Collected data
'''

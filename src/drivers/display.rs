// MirrorPulse — SSD1306 OLED Driver
//
// Command-level driver over the shared I2C bus with an in-memory
// framebuffer rendered through embedded-graphics. Shows the debounced
// heart-rate views plus the one-shot sensor status line.

use core::convert::Infallible;

use embedded_graphics::{
    mono_font::{
        ascii::{FONT_10X20, FONT_6X10},
        MonoTextStyle,
    },
    pixelcolor::BinaryColor,
    prelude::*,
    text::{Alignment, Text},
};

use crate::config::*;
use crate::drivers::SharedBus;
use crate::events::{DisplayView, SensorStatus};

// SSD1306 control bytes
const CTRL_COMMAND: u8 = 0x00;
const CTRL_DATA: u8 = 0x40;

// Init sequence for a 128x64 panel (horizontal addressing, charge pump on).
const INIT_SEQUENCE: &[u8] = &[
    0xAE, // display off
    0xD5, 0x80, // clock divide
    0xA8, 0x3F, // multiplex 64
    0xD3, 0x00, // display offset
    0x40, // start line 0
    0x8D, 0x14, // charge pump on
    0x20, 0x00, // horizontal addressing
    0xA1, // segment remap
    0xC8, // COM scan direction
    0xDA, 0x12, // COM pins
    0x81, 0xCF, // contrast
    0xD9, 0xF1, // precharge
    0xDB, 0x40, // VCOMH
    0xA4, // resume from RAM
    0xA6, // normal (non-inverted)
    0xAF, // display on
];

// ---------------------------------------------------------------------------
// Framebuffer
// ---------------------------------------------------------------------------

/// Page-addressed 1-bit framebuffer matching the SSD1306 RAM layout.
struct Frame {
    buf: [u8; DISPLAY_BUFFER_SIZE],
}

impl Frame {
    fn new() -> Self {
        Self {
            buf: [0; DISPLAY_BUFFER_SIZE],
        }
    }

    fn clear(&mut self) {
        self.buf.fill(0);
    }
}

impl OriginDimensions for Frame {
    fn size(&self) -> Size {
        Size::new(SCREEN_WIDTH, SCREEN_HEIGHT)
    }
}

impl DrawTarget for Frame {
    type Color = BinaryColor;
    type Error = Infallible;

    fn draw_iter<I>(&mut self, pixels: I) -> Result<(), Self::Error>
    where
        I: IntoIterator<Item = Pixel<Self::Color>>,
    {
        for Pixel(point, color) in pixels {
            if (0..SCREEN_WIDTH as i32).contains(&point.x)
                && (0..SCREEN_HEIGHT as i32).contains(&point.y)
            {
                let idx = (point.y as usize / 8) * SCREEN_WIDTH as usize + point.x as usize;
                let bit = 1u8 << (point.y as usize % 8);
                match color {
                    BinaryColor::On => self.buf[idx] |= bit,
                    BinaryColor::Off => self.buf[idx] &= !bit,
                }
            }
        }
        Ok(())
    }
}

// ---------------------------------------------------------------------------
// Driver
// ---------------------------------------------------------------------------

pub struct OledDisplay {
    bus: SharedBus,
    frame: Frame,
    status: Option<SensorStatus>,
    view: Option<DisplayView>,
}

impl OledDisplay {
    pub fn new(bus: SharedBus) -> Self {
        Self {
            bus,
            frame: Frame::new(),
            status: None,
            view: None,
        }
    }

    /// Verify the panel ACKs on the bus.
    pub fn is_connected(&self) -> bool {
        let mut bus = self.bus.lock().unwrap();
        // 0xE3 = NOP command
        bus.write(I2C_ADDR_OLED, &[CTRL_COMMAND, 0xE3], I2C_TIMEOUT_TICKS)
            .is_ok()
    }

    pub fn init(&mut self) -> anyhow::Result<()> {
        self.send_commands(INIT_SEQUENCE)?;
        self.frame.clear();
        self.flush()?;
        log::info!("SSD1306 initialised");
        Ok(())
    }

    /// Boot splash with the product name.
    pub fn show_splash(&mut self) -> anyhow::Result<()> {
        self.frame.clear();
        let style = MonoTextStyle::new(&FONT_10X20, BinaryColor::On);
        Text::with_alignment("MirrorPulse", Point::new(64, 38), style, Alignment::Center)
            .draw(&mut self.frame)?;
        self.flush()
    }

    /// Component self-test results during boot.
    pub fn show_boot_status(&mut self, oled_ok: bool, sensor_ok: bool) -> anyhow::Result<()> {
        self.frame.clear();
        let style = MonoTextStyle::new(&FONT_6X10, BinaryColor::On);
        let oled_line = if oled_ok { "OLED: OK" } else { "OLED: FAIL" };
        let hr_line = if sensor_ok { "HR sensor: OK" } else { "HR sensor: FAIL" };
        Text::new(oled_line, Point::new(4, 24), style).draw(&mut self.frame)?;
        Text::new(hr_line, Point::new(4, 40), style).draw(&mut self.frame)?;
        self.flush()
    }

    /// Record the startup status line and redraw.
    pub fn show_status(&mut self, status: SensorStatus) -> anyhow::Result<()> {
        self.status = Some(status);
        self.redraw()
    }

    /// Show a debounced heart-rate view.
    pub fn show_view(&mut self, view: DisplayView) -> anyhow::Result<()> {
        self.view = Some(view);
        self.redraw()
    }

    fn redraw(&mut self) -> anyhow::Result<()> {
        self.frame.clear();
        let small = MonoTextStyle::new(&FONT_6X10, BinaryColor::On);
        let large = MonoTextStyle::new(&FONT_10X20, BinaryColor::On);

        if let Some(status) = self.status {
            Text::new(status.label(), Point::new(2, 10), small).draw(&mut self.frame)?;
        }

        match self.view {
            Some(DisplayView::Bpm(bpm)) => {
                let value = format!("{} BPM", bpm);
                Text::with_alignment(&value, Point::new(64, 40), large, Alignment::Center)
                    .draw(&mut self.frame)?;
                Text::with_alignment(zone_label(bpm), Point::new(64, 58), small, Alignment::Center)
                    .draw(&mut self.frame)?;
            }
            Some(DisplayView::Waiting) => {
                Text::with_alignment("-- BPM", Point::new(64, 40), large, Alignment::Center)
                    .draw(&mut self.frame)?;
                Text::with_alignment("Waiting...", Point::new(64, 58), small, Alignment::Center)
                    .draw(&mut self.frame)?;
            }
            Some(DisplayView::PlaceFinger) => {
                Text::with_alignment("-- BPM", Point::new(64, 36), large, Alignment::Center)
                    .draw(&mut self.frame)?;
                Text::with_alignment("Place finger", Point::new(64, 50), small, Alignment::Center)
                    .draw(&mut self.frame)?;
                Text::with_alignment("on sensor", Point::new(64, 61), small, Alignment::Center)
                    .draw(&mut self.frame)?;
            }
            None => {}
        }

        self.flush()
    }

    fn send_commands(&mut self, commands: &[u8]) -> anyhow::Result<()> {
        let mut bus = self.bus.lock().unwrap();
        for &cmd in commands {
            bus.write(I2C_ADDR_OLED, &[CTRL_COMMAND, cmd], I2C_TIMEOUT_TICKS)?;
        }
        Ok(())
    }

    /// Push the framebuffer to the panel in one data burst.
    fn flush(&mut self) -> anyhow::Result<()> {
        self.send_commands(&[0x21, 0x00, 0x7F, 0x22, 0x00, 0x07])?;

        let mut payload = Vec::with_capacity(1 + DISPLAY_BUFFER_SIZE);
        payload.push(CTRL_DATA);
        payload.extend_from_slice(&self.frame.buf);

        let mut bus = self.bus.lock().unwrap();
        bus.write(I2C_ADDR_OLED, &payload, I2C_TIMEOUT_TICKS)?;
        Ok(())
    }
}

/// Low/normal/high zone label shown under the BPM value.
fn zone_label(bpm: u16) -> &'static str {
    if bpm < 60 {
        "Low"
    } else if bpm > 100 {
        "High"
    } else {
        "Normal"
    }
}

'''

> Problem to work on
All lines above that include the word "Center" should be located and copied.

> Task output
        Text::with_alignment("MirrorPulse", Point::new(64, 38), style, Alignment::Center)
                Text::with_alignment(&value, Point::new(64, 40), large, Alignment::Center)
                Text::with_alignment(zone_label(bpm), Point::new(64, 58), small, Alignment::Center)
                Text::with_alignment("-- BPM", Point::new(64, 40), large, Alignment::Center)
                Text::with_alignment("Waiting...", Point::new(64, 58), small, Alignment::Center)
                Text::with_alignment("-- BPM", Point::new(64, 36), large, Alignment::Center)
                Text::with_alignment("Place finger", Point::new(64, 50), small, Alignment::Center)
                Text::with_alignment("on sensor", Point::new(64, 61), small, Alignment::Center)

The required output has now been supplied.